Extracted records:
◇ ◇ ◇ ◇ ◇

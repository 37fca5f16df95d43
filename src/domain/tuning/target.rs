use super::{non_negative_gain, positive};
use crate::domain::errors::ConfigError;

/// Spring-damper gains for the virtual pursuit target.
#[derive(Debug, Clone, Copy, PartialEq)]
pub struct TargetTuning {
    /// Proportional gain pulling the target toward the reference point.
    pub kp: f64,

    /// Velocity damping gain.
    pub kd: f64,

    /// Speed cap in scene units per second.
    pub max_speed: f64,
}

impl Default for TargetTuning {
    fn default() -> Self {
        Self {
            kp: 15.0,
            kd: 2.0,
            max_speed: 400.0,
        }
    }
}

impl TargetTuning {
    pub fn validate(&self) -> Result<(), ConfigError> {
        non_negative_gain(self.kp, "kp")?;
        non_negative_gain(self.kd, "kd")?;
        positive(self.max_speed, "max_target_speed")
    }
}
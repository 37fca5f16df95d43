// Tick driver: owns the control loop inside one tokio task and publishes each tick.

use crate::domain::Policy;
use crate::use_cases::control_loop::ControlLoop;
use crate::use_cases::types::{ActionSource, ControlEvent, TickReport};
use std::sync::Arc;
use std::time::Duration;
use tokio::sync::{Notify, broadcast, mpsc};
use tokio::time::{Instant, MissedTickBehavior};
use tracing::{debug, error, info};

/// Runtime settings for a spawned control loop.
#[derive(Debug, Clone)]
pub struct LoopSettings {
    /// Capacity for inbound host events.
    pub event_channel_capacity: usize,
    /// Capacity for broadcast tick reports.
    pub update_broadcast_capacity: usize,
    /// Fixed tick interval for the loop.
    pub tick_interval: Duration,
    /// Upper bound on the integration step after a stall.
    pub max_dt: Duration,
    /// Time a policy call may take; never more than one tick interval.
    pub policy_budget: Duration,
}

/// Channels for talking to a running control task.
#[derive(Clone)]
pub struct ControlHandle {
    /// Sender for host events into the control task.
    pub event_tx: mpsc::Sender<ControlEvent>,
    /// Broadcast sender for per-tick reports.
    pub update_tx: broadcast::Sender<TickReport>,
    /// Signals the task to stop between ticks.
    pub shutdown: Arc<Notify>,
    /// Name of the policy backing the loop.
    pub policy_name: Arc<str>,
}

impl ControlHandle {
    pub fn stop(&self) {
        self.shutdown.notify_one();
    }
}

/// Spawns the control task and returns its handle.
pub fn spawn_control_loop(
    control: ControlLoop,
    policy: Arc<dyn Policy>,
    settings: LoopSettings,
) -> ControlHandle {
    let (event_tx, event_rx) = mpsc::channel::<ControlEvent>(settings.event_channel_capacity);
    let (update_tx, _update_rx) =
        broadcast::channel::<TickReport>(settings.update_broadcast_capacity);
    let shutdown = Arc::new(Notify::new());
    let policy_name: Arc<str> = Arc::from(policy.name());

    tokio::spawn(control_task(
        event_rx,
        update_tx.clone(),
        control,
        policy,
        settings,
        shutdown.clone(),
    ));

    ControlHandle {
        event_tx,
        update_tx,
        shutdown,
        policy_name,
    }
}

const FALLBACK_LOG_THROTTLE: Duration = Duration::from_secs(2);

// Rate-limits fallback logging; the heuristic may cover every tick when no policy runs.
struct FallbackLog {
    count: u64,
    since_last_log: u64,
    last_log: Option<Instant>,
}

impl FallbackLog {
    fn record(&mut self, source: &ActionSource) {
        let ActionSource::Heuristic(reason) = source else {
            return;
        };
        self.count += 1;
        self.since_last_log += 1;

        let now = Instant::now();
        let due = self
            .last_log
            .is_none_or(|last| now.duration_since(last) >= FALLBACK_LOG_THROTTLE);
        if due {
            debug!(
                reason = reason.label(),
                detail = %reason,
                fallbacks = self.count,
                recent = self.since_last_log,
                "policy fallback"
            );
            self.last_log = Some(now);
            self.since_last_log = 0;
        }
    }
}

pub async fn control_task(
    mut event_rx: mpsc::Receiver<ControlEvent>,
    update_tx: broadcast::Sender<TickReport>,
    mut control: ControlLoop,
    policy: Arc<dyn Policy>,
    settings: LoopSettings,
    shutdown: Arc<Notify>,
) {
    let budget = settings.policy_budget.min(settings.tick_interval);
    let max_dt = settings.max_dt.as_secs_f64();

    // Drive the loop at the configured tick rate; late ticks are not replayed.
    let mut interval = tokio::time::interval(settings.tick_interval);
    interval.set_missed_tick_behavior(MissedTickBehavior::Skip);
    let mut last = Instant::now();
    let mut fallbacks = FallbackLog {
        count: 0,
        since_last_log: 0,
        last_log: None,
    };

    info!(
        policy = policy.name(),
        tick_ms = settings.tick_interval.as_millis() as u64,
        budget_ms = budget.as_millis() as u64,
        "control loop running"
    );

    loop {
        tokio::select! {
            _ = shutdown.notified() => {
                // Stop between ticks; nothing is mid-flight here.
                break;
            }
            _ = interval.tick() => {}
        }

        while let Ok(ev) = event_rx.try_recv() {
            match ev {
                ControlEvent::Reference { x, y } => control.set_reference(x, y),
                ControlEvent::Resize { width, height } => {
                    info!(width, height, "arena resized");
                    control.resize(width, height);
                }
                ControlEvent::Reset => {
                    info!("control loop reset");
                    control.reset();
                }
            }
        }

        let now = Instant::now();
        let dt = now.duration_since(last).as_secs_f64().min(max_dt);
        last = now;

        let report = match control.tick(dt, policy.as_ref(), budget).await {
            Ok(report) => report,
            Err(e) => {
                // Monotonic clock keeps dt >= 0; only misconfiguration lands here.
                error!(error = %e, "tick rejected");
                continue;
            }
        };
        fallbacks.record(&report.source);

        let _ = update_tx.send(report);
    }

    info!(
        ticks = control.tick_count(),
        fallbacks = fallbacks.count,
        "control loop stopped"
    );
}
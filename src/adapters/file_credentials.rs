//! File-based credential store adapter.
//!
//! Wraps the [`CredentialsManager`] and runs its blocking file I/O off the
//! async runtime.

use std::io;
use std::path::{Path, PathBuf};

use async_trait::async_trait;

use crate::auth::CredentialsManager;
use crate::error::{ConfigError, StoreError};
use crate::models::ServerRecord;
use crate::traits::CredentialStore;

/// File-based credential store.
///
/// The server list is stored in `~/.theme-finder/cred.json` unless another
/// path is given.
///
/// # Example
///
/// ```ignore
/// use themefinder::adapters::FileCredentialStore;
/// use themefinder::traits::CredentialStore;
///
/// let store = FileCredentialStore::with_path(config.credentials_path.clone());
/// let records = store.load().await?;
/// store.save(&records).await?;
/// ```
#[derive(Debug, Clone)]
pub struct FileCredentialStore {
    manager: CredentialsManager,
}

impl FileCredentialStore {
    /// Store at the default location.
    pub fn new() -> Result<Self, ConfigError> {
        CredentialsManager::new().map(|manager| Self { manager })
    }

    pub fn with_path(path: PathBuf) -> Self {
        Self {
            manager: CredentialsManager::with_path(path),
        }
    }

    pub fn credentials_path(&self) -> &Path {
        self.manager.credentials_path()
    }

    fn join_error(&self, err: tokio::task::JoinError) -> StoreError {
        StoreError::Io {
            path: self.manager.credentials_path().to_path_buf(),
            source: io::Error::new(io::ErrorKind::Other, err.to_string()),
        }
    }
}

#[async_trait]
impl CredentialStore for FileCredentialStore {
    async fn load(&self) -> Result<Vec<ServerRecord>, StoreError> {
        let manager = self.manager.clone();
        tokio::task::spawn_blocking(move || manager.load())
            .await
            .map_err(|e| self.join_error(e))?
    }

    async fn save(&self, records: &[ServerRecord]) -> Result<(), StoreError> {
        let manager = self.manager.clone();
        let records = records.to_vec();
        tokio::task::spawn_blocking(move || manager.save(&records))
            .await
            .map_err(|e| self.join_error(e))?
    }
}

◇ ◇ ◇ ◇ ◇

### [Aim of the task]
Beginning with the first line above, transcribe all of the data exactly.

### [Answer to the exercise]
repository 37fca5f16df95d43
filename src/domain/tuning/target.rs
use super::{non_negative_gain, positive};
use crate::domain::errors::ConfigError;

/// Spring-damper gains for the virtual pursuit target.
#[derive(Debug, Clone, Copy, PartialEq)]
pub struct TargetTuning {
    /// Proportional gain pulling the target toward the reference point.
    pub kp: f64,

    /// Velocity damping gain.
    pub kd: f64,

    /// Speed cap in scene units per second.
    pub max_speed: f64,
}

impl Default for TargetTuning {
    fn default() -> Self {
        Self {
            kp: 15.0,
            kd: 2.0,
            max_speed: 400.0,
        }
    }
}

impl TargetTuning {
    pub fn validate(&self) -> Result<(), ConfigError> {
        non_negative_gain(self.kp, "kp")?;
        non_negative_gain(self.kd, "kd")?;
        positive(self.max_speed, "max_target_speed")
    }
}
repository 37fca5f16df95d43
// Tick driver: owns the control loop inside one tokio task and publishes each tick.

use crate::domain::Policy;
use crate::use_cases::control_loop::ControlLoop;
use crate::use_cases::types::{ActionSource, ControlEvent, TickReport};
use std::sync::Arc;
use std::time::Duration;
use tokio::sync::{Notify, broadcast, mpsc};
use tokio::time::{Instant, MissedTickBehavior};
use tracing::{debug, error, info};

/// Runtime settings for a spawned control loop.
#[derive(Debug, Clone)]
pub struct LoopSettings {
    /// Capacity for inbound host events.
    pub event_channel_capacity: usize,
    /// Capacity for broadcast tick reports.
    pub update_broadcast_capacity: usize,
    /// Fixed tick interval for the loop.
    pub tick_interval: Duration,
    /// Upper bound on the integration step after a stall.
    pub max_dt: Duration,
    /// Time a policy call may take; never more than one tick interval.
    pub policy_budget: Duration,
}

/// Channels for talking to a running control task.
#[derive(Clone)]
pub struct ControlHandle {
    /// Sender for host events into the control task.
    pub event_tx: mpsc::Sender<ControlEvent>,
    /// Broadcast sender for per-tick reports.
    pub update_tx: broadcast::Sender<TickReport>,
    /// Signals the task to stop between ticks.
    pub shutdown: Arc<Notify>,
    /// Name of the policy backing the loop.
    pub policy_name: Arc<str>,
}

impl ControlHandle {
    pub fn stop(&self) {
        self.shutdown.notify_one();
    }
}

/// Spawns the control task and returns its handle.
pub fn spawn_control_loop(
    control: ControlLoop,
    policy: Arc<dyn Policy>,
    settings: LoopSettings,
) -> ControlHandle {
    let (event_tx, event_rx) = mpsc::channel::<ControlEvent>(settings.event_channel_capacity);
    let (update_tx, _update_rx) =
        broadcast::channel::<TickReport>(settings.update_broadcast_capacity);
    let shutdown = Arc::new(Notify::new());
    let policy_name: Arc<str> = Arc::from(policy.name());

    tokio::spawn(control_task(
        event_rx,
        update_tx.clone(),
        control,
        policy,
        settings,
        shutdown.clone(),
    ));

    ControlHandle {
        event_tx,
        update_tx,
        shutdown,
        policy_name,
    }
}

const FALLBACK_LOG_THROTTLE: Duration = Duration::from_secs(2);

// Rate-limits fallback logging; the heuristic may cover every tick when no policy runs.
struct FallbackLog {
    count: u64,
    since_last_log: u64,
    last_log: Option<Instant>,
}

impl FallbackLog {
    fn record(&mut self, source: &ActionSource) {
        let ActionSource::Heuristic(reason) = source else {
            return;
        };
        self.count += 1;
        self.since_last_log += 1;

        let now = Instant::now();
        let due = self
            .last_log
            .is_none_or(|last| now.duration_since(last) >= FALLBACK_LOG_THROTTLE);
        if due {
            debug!(
                reason = reason.label(),
                detail = %reason,
                fallbacks = self.count,
                recent = self.since_last_log,
                "policy fallback"
            );
            self.last_log = Some(now);
            self.since_last_log = 0;
        }
    }
}

pub async fn control_task(
    mut event_rx: mpsc::Receiver<ControlEvent>,
    update_tx: broadcast::Sender<TickReport>,
    mut control: ControlLoop,
    policy: Arc<dyn Policy>,
    settings: LoopSettings,
    shutdown: Arc<Notify>,
) {
    let budget = settings.policy_budget.min(settings.tick_interval);
    let max_dt = settings.max_dt.as_secs_f64();

    // Drive the loop at the configured tick rate; late ticks are not replayed.
    let mut interval = tokio::time::interval(settings.tick_interval);
    interval.set_missed_tick_behavior(MissedTickBehavior::Skip);
    let mut last = Instant::now();
    let mut fallbacks = FallbackLog {
        count: 0,
        since_last_log: 0,
        last_log: None,
    };

    info!(
        policy = policy.name(),
        tick_ms = settings.tick_interval.as_millis() as u64,
        budget_ms = budget.as_millis() as u64,
        "control loop running"
    );

    loop {
        tokio::select! {
            _ = shutdown.notified() => {
                // Stop between ticks; nothing is mid-flight here.
                break;
            }
            _ = interval.tick() => {}
        }

        while let Ok(ev) = event_rx.try_recv() {
            match ev {
                ControlEvent::Reference { x, y } => control.set_reference(x, y),
                ControlEvent::Resize { width, height } => {
                    info!(width, height, "arena resized");
                    control.resize(width, height);
                }
                ControlEvent::Reset => {
                    info!("control loop reset");
                    control.reset();
                }
            }
        }

        let now = Instant::now();
        let dt = now.duration_since(last).as_secs_f64().min(max_dt);
        last = now;

        let report = match control.tick(dt, policy.as_ref(), budget).await {
            Ok(report) => report,
            Err(e) => {
                // Monotonic clock keeps dt >= 0; only misconfiguration lands here.
                error!(error = %e, "tick rejected");
                continue;
            }
        };
        fallbacks.record(&report.source);

        let _ = update_tx.send(report);
    }

    info!(
        ticks = control.tick_count(),
        fallbacks = fallbacks.count,
        "control loop stopped"
    );
}
filename src/adapters/file_credentials.rs
//! File-based credential store adapter.
//!
//! Wraps the [`CredentialsManager`] and runs its blocking file I/O off the
//! async runtime.

use std::io;
use std::path::{Path, PathBuf};

use async_trait::async_trait;

use crate::auth::CredentialsManager;
use crate::error::{ConfigError, StoreError};
use crate::models::ServerRecord;
use crate::traits::CredentialStore;

/// File-based credential store.
///
/// The server list is stored in `~/.theme-finder/cred.json` unless another
/// path is given.
///
/// # Example
///
/// ```ignore
/// use themefinder::adapters::FileCredentialStore;
/// use themefinder::traits::CredentialStore;
///
/// let store = FileCredentialStore::with_path(config.credentials_path.clone());
/// let records = store.load().await?;
/// store.save(&records).await?;
/// ```
#[derive(Debug, Clone)]
pub struct FileCredentialStore {
    manager: CredentialsManager,
}

impl FileCredentialStore {
    /// Store at the default location.
    pub fn new() -> Result<Self, ConfigError> {
        CredentialsManager::new().map(|manager| Self { manager })
    }

    pub fn with_path(path: PathBuf) -> Self {
        Self {
            manager: CredentialsManager::with_path(path),
        }
    }

    pub fn credentials_path(&self) -> &Path {
        self.manager.credentials_path()
    }

    fn join_error(&self, err: tokio::task::JoinError) -> StoreError {
        StoreError::Io {
            path: self.manager.credentials_path().to_path_buf(),
            source: io::Error::new(io::ErrorKind::Other, err.to_string()),
        }
    }
}

#[async_trait]
impl CredentialStore for FileCredentialStore {
    async fn load(&self) -> Result<Vec<ServerRecord>, StoreError> {
        let manager = self.manager.clone();
        tokio::task::spawn_blocking(move || manager.load())
            .await
            .map_err(|e| self.join_error(e))?
    }

    async fn save(&self, records: &[ServerRecord]) -> Result<(), StoreError> {
        let manager = self.manager.clone();
        let records = records.to_vec();
        tokio::task::spawn_blocking(move || manager.save(&records))
            .await
            .map_err(|e| self.join_error(e))?
    }
}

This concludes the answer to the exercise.